Created 05-21-2016 02:32 PM
I stumbled onto my own answer. Appears that you have to provide a partition spec to the alter command. I figured this out after poking around in mysql to look at my hive metastore to see if that would give me a clue. These queries are what made me think that the serde information is on a partition-by-partition basis:
mysql> select * from TBLS where TBL_NAME='rm'\G
*************************** 1. row ***************************
TBL_ID: 170
CREATE_TIME: 1463833647
DB_ID: 11
LAST_ACCESS_TIME: 0
OWNER: mpetronic
RETENTION: 0
SD_ID: 227
TBL_NAME: rm
TBL_TYPE: EXTERNAL_TABLE
VIEW_EXPANDED_TEXT: NULL
VIEW_ORIGINAL_TEXT: NULL
LINK_TARGET_ID: NULL
1 row in set (0.00 sec)
mysql> select * from SDS where CD_ID=170\G
*************************** 1. row ***************************
SD_ID: 227
CD_ID: 170
INPUT_FORMAT: org.apache.hadoop.hive.ql.io.avro.AvroContainerInputFormat
IS_COMPRESSED:
IS_STOREDASSUBDIRECTORIES:
LOCATION: hdfs://mpws:8020/jup1_stats/external_tables/rm
NUM_BUCKETS: -1
OUTPUT_FORMAT: org.apache.hadoop.hive.ql.io.avro.AvroContainerOutputFormat
SERDE_ID: 227
*************************** 2. row ***************************
SD_ID: 228
CD_ID: 170
INPUT_FORMAT: org.apache.hadoop.hive.ql.io.avro.AvroContainerInputFormat
IS_COMPRESSED:
IS_STOREDASSUBDIRECTORIES:
LOCATION: hdfs://mpws:8020/jup1_stats/external_tables/rm/year=2016/month=5/day=10
NUM_BUCKETS: -1
OUTPUT_FORMAT: org.apache.hadoop.hive.ql.io.avro.AvroContainerOutputFormat
SERDE_ID: 228
*************************** 3. row ***************************
SD_ID: 229
CD_ID: 170
INPUT_FORMAT: org.apache.hadoop.hive.ql.io.avro.AvroContainerInputFormat
IS_COMPRESSED:
IS_STOREDASSUBDIRECTORIES:
LOCATION: hdfs://mpws:8020/jup1_stats/external_tables/rm/year=2016/month=5/day=11
NUM_BUCKETS: -1
OUTPUT_FORMAT: org.apache.hadoop.hive.ql.io.avro.AvroContainerOutputFormat
SERDE_ID: 229
Once I saw all those 'LOCATION' values in the SDS table, I tried the following command to alter the table and then the query worked. Interesting. Does this imply that you could have a different schema for each partition? Can anyone comment as to why the avro schema is tied to a partition and not simply to the whole table?

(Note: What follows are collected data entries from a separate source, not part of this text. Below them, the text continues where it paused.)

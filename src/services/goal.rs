// SPDX-License-Identifier: MIT
// Copyright 2026 Roland Dreier <roland@rolandd.dev>

//! Weekly goal service.
//!
//! Handles the goal workflow:
//! 1. Create one goal per user per week
//! 2. Resolve the current goal (latest week start)
//! 3. Fetch that week's workouts and compute progress

use serde::Deserialize;

use crate::db::Db;
use crate::error::{AppError, Result};
use crate::models::{Goal, WeeklyProgress};
use crate::time_utils::{now_utc, parse_date_input, start_of_day};

/// Goal fields as supplied by a client.
#[derive(Debug, Clone, Default, Deserialize)]
#[serde(rename_all = "camelCase")]
pub struct GoalInput {
    pub target_distance: Option<f64>,
    pub week_start_date: Option<String>,
}

/// A goal together with the progress made in its week.
#[derive(Debug, Clone)]
pub struct GoalProgress {
    pub goal: Goal,
    pub progress: WeeklyProgress,
}

pub struct GoalService {
    db: Db,
}

impl GoalService {
    pub fn new(db: Db) -> Self {
        Self { db }
    }

    /// Create a goal for `owner`. Fails with `DuplicateGoal` if the week
    /// already has one.
    pub async fn create_goal(&self, owner: &str, input: GoalInput) -> Result<Goal> {
        let target_distance = match input.target_distance {
            Some(t) if t.is_finite() && t > 0.0 => t,
            _ => {
                return Err(AppError::InvalidInput(
                    "Target distance must be a positive number".to_string(),
                ))
            }
        };

        let week_start = input
            .week_start_date
            .as_deref()
            .and_then(parse_date_input)
            .map(start_of_day)
            .ok_or_else(|| {
                AppError::InvalidInput("Week start date is missing or invalid".to_string())
            })?;

        let goal = Goal {
            id: Goal::document_id(owner, week_start),
            user_id: owner.to_string(),
            target_distance,
            week_start_date: week_start,
            created_at: now_utc(),
        };

        if !self.db.insert_goal(&goal).await? {
            tracing::debug!(user_id = owner, goal_id = %goal.id, "Duplicate goal rejected");
            return Err(AppError::DuplicateGoal);
        }

        tracing::info!(
            user_id = owner,
            goal_id = %goal.id,
            target_distance,
            "Goal created"
        );

        Ok(goal)
    }

    /// The owner's current goal and its weekly statistics.
    ///
    /// When several goals exist, the one with the latest week start wins.
    pub async fn current_goal_with_progress(&self, owner: &str) -> Result<GoalProgress> {
        let goal = self
            .db
            .latest_goal(owner)
            .await?
            .ok_or_else(|| AppError::NotFound("No goal found".to_string()))?;

        let (week_start, week_end) = goal.window();
        let workouts = self
            .db
            .list_workouts_between(owner, week_start, week_end)
            .await?;

        let progress = WeeklyProgress::compute(&goal, &workouts);

        tracing::debug!(
            user_id = owner,
            goal_id = %goal.id,
            workouts = progress.total_workouts,
            progress = progress.progress,
            "Computed weekly progress"
        );

        Ok(GoalProgress { goal, progress })
    }
}
// SPDX-License-Identifier: MIT
// Copyright 2026 Roland Dreier <roland@rolandd.dev>

//! JWT authentication middleware.

use crate::AppState;
use axum::{
    extract::{Request, State},
    http::{header, StatusCode},
    middleware::Next,
    response::Response,
};
use axum_extra::extract::cookie::CookieJar;
use jsonwebtoken::{decode, Algorithm, DecodingKey, Validation};
use serde::{Deserialize, Serialize};
use std::sync::Arc;

/// Name of the HttpOnly session cookie.
pub const SESSION_COOKIE: &str = "fittrack_token";

/// Session lifetime in days.
pub const SESSION_DAYS: i64 = 30;

/// JWT claims structure.
#[derive(Debug, Serialize, Deserialize, Clone)]
pub struct Claims {
    /// Subject (user ID)
    pub sub: String,
    /// Expiration time (Unix timestamp)
    pub exp: usize,
    /// Issued at (Unix timestamp)
    pub iat: usize,
}

/// Authenticated user extracted from JWT.
///
/// Handlers pass `user_id` explicitly into every service call.
#[derive(Debug, Clone)]
pub struct AuthUser {
    pub user_id: String,
}

/// Middleware that requires valid JWT authentication.
pub async fn require_auth(
    State(state): State<Arc<AppState>>,
    jar: CookieJar,
    mut request: Request,
    next: Next,
) -> Result<Response, StatusCode> {
    // Try header first, then cookie
    let bearer = request
        .headers()
        .get(header::AUTHORIZATION)
        .and_then(|h| h.to_str().ok())
        .and_then(|h| h.strip_prefix("Bearer "))
        .map(str::to_string);

    let token = match bearer {
        Some(token) => token,
        None => match jar.get(SESSION_COOKIE) {
            Some(cookie) => cookie.value().to_string(),
            None => return Err(StatusCode::UNAUTHORIZED),
        },
    };

    let user_id = decode_user_id(&token, &state.config.jwt_signing_key).ok_or_else(|| {
        tracing::debug!("Rejected request with invalid session token");
        StatusCode::UNAUTHORIZED
    })?;

    request.extensions_mut().insert(AuthUser { user_id });

    Ok(next.run(request).await)
}

/// Validate a session token and return its subject.
fn decode_user_id(token: &str, signing_key: &[u8]) -> Option<String> {
    let key = DecodingKey::from_secret(signing_key);
    let validation = Validation::new(Algorithm::HS256);

    let token_data = decode::<Claims>(token, &key, &validation).ok()?;
    let sub = token_data.claims.sub;
    (!sub.is_empty()).then_some(sub)
}

/// Create a JWT for a user session.
pub fn create_jwt(user_id: &str, signing_key: &[u8]) -> anyhow::Result<String> {
    use jsonwebtoken::{encode, EncodingKey, Header};
    use std::time::{SystemTime, UNIX_EPOCH};

    let now = SystemTime::now().duration_since(UNIX_EPOCH)?.as_secs() as usize;

    let claims = Claims {
        sub: user_id.to_string(),
        iat: now,
        exp: now + SESSION_DAYS as usize * 24 * 60 * 60,
    };

    Ok(encode(
        &Header::new(Algorithm::HS256),
        &claims,
        &EncodingKey::from_secret(signing_key),
    )?)
}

alter table rm partition (year=2016) set serdeproperties ('avro.schema.url' = 'hdfs://mpws:8020/jup1_stats/avro/rm_1.avsc');Since all my data is in partitions under the "year=2016" partition, I was able to just specify that one partition and it applied the change to all partitions under that.